Saved entries:
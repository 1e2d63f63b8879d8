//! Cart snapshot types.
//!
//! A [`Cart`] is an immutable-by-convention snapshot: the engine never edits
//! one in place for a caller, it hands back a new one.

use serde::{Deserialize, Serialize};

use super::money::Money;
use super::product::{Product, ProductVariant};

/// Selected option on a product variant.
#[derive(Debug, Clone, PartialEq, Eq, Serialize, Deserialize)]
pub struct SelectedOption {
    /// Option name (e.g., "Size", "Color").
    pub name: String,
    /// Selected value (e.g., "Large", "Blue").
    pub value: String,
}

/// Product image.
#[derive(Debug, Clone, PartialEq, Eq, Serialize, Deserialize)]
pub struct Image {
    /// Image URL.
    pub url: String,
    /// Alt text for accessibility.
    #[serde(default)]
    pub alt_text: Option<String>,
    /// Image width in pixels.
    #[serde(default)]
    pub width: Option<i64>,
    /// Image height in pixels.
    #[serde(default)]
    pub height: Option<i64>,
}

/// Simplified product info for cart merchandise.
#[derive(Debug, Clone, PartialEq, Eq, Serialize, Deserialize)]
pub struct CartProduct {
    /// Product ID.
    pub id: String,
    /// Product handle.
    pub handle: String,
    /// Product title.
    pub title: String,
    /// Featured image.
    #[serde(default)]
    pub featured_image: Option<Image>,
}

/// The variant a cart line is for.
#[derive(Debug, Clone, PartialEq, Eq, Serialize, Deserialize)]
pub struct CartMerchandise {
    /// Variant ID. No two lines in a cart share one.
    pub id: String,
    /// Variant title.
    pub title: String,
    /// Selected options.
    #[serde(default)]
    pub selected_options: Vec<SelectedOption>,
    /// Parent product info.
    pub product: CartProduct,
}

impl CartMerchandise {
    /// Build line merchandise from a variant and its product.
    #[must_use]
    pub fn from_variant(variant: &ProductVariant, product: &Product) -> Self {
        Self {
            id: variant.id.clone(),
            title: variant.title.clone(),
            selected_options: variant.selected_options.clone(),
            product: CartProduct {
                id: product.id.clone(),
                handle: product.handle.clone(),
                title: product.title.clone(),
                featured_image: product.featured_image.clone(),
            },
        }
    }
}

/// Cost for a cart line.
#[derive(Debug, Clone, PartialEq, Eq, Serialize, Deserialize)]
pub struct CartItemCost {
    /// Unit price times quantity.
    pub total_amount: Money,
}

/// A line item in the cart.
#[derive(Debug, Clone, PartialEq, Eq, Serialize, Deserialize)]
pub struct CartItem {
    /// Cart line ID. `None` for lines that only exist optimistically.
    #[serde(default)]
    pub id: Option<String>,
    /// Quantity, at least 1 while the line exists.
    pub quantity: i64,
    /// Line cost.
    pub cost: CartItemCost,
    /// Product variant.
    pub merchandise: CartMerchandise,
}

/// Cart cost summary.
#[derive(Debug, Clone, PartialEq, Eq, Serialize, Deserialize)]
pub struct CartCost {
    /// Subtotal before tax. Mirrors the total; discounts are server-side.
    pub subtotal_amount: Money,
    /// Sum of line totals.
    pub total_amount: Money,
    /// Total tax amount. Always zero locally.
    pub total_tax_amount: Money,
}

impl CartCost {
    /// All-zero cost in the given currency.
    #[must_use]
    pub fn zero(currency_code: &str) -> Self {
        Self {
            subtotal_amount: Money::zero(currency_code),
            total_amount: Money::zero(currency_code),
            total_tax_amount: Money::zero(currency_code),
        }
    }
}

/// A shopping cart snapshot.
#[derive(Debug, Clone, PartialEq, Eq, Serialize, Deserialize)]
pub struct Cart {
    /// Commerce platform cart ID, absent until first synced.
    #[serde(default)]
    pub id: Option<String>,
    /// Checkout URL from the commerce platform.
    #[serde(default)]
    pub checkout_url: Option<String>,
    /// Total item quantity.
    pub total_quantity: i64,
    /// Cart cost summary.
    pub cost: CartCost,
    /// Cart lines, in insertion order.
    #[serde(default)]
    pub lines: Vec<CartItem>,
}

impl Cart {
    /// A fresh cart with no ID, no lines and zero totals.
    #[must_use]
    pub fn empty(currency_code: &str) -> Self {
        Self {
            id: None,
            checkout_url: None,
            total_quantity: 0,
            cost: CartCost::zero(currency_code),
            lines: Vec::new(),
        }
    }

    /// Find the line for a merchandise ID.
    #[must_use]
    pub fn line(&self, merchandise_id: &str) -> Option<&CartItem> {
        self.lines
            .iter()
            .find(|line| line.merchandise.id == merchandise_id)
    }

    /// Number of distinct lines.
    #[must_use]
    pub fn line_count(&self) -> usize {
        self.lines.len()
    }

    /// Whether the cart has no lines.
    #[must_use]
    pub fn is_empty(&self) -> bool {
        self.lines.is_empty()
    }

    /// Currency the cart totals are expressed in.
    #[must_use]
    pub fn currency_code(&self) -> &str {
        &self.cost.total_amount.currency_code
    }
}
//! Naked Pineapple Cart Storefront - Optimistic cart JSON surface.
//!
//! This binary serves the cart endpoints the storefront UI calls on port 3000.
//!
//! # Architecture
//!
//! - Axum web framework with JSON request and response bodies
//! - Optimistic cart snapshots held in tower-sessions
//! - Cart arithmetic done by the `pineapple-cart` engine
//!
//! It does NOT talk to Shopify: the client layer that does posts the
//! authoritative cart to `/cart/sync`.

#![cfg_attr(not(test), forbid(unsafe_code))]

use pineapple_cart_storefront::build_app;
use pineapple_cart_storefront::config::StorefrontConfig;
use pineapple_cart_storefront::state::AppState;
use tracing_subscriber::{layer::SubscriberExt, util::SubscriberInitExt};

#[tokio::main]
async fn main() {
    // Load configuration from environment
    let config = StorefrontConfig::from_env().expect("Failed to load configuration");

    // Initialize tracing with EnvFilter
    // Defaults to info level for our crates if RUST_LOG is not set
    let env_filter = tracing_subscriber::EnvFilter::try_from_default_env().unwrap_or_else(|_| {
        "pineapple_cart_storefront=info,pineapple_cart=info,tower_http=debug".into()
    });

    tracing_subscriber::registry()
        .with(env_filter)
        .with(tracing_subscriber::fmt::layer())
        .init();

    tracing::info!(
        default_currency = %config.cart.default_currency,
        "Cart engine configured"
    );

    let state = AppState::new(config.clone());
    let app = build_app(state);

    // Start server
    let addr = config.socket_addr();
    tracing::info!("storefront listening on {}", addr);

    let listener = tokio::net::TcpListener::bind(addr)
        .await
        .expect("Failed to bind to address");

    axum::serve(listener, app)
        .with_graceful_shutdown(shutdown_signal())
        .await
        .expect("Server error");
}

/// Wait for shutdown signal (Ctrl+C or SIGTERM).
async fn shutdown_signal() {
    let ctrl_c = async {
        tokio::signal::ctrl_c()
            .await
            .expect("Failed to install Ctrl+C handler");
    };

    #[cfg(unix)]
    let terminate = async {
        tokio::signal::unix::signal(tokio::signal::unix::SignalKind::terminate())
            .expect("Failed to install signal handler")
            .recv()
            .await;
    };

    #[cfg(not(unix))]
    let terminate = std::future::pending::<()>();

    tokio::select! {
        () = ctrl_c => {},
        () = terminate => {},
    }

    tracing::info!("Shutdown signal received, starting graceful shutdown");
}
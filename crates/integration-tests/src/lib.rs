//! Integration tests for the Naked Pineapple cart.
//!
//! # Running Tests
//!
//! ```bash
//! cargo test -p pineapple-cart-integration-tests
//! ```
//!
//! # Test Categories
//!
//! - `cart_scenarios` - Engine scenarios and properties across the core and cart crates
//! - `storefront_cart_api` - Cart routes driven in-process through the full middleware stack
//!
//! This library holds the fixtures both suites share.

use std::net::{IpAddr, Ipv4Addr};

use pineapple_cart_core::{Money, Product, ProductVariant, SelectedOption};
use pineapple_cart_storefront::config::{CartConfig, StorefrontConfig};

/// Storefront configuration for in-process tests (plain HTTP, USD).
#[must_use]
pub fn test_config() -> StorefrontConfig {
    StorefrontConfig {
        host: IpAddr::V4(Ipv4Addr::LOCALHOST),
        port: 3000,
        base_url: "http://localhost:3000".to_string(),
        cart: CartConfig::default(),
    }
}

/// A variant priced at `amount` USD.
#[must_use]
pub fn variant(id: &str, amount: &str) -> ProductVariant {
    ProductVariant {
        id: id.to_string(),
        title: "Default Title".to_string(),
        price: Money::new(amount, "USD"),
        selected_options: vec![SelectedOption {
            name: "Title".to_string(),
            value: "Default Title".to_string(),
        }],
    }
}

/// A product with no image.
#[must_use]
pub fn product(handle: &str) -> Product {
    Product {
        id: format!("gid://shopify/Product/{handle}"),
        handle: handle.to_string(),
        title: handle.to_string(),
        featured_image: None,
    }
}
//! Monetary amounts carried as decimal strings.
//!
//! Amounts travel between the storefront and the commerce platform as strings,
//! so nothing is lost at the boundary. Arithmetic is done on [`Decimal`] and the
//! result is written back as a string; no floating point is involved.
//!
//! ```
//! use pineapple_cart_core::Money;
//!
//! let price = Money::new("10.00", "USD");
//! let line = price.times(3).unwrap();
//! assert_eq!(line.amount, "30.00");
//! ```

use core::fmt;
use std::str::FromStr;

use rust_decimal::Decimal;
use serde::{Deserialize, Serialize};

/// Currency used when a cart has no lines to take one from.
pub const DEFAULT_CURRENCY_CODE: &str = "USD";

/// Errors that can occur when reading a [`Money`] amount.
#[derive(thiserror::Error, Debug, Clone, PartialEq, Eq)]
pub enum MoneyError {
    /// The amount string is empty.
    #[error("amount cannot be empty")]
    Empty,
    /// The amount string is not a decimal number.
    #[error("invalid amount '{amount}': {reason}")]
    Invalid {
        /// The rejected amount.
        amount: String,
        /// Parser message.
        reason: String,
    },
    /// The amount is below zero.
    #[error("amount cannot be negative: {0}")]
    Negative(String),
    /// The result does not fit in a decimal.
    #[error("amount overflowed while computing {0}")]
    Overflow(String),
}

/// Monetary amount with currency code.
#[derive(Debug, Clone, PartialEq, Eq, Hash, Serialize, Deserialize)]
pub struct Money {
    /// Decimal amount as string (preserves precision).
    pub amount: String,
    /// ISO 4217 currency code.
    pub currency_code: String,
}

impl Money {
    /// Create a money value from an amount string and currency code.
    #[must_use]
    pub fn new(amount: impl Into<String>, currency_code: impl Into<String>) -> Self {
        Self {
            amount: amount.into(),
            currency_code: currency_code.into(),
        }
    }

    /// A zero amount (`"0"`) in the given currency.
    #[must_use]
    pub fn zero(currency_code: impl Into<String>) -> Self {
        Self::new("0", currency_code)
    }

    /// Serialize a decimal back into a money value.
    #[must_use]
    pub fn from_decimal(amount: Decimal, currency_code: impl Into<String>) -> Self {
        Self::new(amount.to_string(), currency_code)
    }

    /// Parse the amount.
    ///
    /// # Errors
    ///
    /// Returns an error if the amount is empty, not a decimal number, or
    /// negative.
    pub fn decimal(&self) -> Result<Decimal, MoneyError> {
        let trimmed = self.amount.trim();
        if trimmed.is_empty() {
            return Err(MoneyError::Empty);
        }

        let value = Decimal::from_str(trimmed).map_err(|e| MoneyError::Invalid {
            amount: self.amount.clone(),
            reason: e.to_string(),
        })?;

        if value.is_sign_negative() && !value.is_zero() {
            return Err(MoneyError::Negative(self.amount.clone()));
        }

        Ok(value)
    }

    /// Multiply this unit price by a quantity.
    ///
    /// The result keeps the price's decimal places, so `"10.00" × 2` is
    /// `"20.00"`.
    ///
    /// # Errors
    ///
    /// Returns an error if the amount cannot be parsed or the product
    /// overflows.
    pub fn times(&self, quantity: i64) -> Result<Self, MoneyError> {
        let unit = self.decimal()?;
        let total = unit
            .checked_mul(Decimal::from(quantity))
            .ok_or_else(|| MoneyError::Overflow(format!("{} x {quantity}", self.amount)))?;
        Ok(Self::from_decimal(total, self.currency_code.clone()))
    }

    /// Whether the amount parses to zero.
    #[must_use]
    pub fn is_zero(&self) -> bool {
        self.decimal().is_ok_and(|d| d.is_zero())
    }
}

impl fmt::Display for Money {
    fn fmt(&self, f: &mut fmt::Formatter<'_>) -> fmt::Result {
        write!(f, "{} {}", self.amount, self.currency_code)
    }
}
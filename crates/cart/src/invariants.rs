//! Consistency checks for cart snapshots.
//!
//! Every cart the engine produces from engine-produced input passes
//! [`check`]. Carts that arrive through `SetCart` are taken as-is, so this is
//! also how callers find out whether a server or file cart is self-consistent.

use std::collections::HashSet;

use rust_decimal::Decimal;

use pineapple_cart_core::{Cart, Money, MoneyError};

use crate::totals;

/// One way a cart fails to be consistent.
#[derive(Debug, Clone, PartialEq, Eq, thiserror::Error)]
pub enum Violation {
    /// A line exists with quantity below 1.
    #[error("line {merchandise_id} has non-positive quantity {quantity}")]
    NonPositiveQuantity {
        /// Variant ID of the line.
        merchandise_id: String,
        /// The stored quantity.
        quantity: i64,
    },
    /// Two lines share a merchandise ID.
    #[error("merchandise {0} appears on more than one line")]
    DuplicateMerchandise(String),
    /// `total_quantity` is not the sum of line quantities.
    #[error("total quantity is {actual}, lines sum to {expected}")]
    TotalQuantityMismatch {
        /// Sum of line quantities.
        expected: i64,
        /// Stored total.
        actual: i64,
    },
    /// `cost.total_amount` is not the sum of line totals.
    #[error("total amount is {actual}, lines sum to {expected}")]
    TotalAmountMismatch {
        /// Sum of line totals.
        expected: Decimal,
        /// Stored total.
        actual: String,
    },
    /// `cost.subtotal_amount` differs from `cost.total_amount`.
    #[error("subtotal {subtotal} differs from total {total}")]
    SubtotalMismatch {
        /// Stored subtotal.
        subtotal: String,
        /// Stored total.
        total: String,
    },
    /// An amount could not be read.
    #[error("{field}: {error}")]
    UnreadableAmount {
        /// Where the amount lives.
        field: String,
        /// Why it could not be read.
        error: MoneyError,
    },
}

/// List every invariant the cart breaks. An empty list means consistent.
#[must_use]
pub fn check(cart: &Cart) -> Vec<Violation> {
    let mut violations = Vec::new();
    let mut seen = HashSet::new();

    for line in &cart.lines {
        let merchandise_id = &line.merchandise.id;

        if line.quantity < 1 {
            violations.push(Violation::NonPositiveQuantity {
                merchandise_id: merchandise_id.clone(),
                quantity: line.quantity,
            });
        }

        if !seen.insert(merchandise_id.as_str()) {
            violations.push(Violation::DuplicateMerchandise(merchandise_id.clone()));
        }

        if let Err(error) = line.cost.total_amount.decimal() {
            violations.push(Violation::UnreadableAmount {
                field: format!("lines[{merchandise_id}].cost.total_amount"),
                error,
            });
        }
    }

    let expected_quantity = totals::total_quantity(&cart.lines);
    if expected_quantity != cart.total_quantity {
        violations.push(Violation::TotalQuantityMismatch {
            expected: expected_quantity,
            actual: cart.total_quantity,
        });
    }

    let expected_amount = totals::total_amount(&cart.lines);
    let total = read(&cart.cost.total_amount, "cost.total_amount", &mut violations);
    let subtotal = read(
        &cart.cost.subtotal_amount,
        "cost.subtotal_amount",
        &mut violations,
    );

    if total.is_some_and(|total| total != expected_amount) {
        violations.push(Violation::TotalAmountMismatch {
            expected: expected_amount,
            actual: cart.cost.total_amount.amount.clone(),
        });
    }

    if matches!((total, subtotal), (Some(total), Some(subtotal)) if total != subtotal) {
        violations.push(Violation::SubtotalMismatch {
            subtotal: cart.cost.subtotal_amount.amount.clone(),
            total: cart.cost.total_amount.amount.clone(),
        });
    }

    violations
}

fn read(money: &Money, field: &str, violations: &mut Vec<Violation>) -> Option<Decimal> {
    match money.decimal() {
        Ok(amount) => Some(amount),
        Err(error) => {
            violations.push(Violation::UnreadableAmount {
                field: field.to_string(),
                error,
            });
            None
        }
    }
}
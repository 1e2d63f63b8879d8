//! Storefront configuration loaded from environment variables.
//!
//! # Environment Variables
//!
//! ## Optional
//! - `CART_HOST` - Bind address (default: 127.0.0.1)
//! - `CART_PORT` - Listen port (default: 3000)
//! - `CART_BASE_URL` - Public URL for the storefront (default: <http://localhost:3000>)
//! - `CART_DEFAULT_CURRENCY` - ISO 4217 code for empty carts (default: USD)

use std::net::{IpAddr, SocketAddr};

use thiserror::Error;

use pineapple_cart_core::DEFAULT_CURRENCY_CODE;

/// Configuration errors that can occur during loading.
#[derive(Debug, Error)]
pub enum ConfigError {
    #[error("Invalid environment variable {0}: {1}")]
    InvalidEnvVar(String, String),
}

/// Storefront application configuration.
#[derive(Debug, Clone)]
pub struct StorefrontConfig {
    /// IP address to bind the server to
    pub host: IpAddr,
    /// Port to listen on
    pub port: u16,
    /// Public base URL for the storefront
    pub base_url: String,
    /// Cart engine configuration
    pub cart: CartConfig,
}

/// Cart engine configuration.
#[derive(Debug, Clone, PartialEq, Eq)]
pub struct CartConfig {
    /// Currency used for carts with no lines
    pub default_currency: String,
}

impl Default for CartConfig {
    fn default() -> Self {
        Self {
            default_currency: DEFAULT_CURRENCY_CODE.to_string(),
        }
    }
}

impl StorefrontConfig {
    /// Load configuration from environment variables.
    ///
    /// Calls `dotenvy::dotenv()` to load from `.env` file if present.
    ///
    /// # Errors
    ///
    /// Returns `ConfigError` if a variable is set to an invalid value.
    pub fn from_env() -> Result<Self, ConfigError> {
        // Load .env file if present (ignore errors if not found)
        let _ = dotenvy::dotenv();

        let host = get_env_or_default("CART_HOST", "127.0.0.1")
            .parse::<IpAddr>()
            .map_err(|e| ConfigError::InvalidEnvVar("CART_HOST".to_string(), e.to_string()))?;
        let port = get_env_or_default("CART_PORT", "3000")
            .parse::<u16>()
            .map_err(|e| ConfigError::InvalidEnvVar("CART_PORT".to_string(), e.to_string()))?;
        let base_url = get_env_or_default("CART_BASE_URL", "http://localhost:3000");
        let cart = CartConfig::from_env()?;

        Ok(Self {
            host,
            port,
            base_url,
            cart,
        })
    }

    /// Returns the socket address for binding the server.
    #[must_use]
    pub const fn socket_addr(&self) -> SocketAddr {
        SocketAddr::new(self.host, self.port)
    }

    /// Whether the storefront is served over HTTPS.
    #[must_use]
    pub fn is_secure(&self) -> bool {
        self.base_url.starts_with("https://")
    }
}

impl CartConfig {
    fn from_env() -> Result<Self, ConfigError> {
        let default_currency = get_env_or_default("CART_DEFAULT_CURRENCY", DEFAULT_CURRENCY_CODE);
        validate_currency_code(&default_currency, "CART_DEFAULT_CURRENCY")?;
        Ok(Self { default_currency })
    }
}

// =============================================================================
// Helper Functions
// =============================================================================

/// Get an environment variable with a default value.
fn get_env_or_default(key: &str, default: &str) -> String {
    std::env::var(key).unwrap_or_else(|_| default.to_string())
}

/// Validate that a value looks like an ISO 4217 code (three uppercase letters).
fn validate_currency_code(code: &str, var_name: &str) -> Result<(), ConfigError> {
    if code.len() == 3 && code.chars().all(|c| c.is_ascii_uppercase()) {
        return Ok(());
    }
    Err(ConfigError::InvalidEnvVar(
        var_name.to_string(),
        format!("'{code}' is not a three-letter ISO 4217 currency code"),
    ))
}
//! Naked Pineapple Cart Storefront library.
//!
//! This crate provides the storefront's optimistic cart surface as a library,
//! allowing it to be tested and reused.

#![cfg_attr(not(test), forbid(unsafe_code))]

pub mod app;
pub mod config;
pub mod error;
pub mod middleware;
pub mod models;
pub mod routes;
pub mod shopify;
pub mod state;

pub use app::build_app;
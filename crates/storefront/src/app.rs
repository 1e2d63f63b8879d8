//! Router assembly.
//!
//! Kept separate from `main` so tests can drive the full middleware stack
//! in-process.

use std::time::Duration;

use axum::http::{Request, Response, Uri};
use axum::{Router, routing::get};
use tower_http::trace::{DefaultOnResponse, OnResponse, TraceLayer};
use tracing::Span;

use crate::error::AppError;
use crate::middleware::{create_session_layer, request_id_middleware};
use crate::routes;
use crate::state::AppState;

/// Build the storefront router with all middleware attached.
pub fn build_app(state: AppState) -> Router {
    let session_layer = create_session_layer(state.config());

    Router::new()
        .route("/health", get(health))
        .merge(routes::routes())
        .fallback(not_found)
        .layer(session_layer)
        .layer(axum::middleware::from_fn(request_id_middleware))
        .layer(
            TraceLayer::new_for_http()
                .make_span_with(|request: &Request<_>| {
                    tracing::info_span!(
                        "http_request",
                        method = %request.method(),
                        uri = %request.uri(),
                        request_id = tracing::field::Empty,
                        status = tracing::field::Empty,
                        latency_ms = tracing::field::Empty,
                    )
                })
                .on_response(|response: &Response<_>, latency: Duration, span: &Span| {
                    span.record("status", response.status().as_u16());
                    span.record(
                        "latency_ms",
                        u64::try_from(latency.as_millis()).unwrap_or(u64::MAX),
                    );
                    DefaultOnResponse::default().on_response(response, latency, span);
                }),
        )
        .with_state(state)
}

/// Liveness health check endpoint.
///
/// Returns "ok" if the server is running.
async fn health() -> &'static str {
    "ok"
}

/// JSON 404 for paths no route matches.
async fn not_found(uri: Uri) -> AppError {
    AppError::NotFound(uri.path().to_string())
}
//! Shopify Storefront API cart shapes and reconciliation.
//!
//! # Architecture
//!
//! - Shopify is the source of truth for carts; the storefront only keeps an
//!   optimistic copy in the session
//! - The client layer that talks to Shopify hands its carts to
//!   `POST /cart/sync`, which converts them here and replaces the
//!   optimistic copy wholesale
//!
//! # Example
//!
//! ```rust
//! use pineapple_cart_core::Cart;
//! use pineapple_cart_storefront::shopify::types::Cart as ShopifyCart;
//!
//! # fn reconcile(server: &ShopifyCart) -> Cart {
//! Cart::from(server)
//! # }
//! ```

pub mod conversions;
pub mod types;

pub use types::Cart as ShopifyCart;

• _Problem_: What lines in the data include the string "while"? Copy each one.

• _Completed exercise_:
    /// Quantity, at least 1 while the line exists.
    #[error("amount overflowed while computing {0}")]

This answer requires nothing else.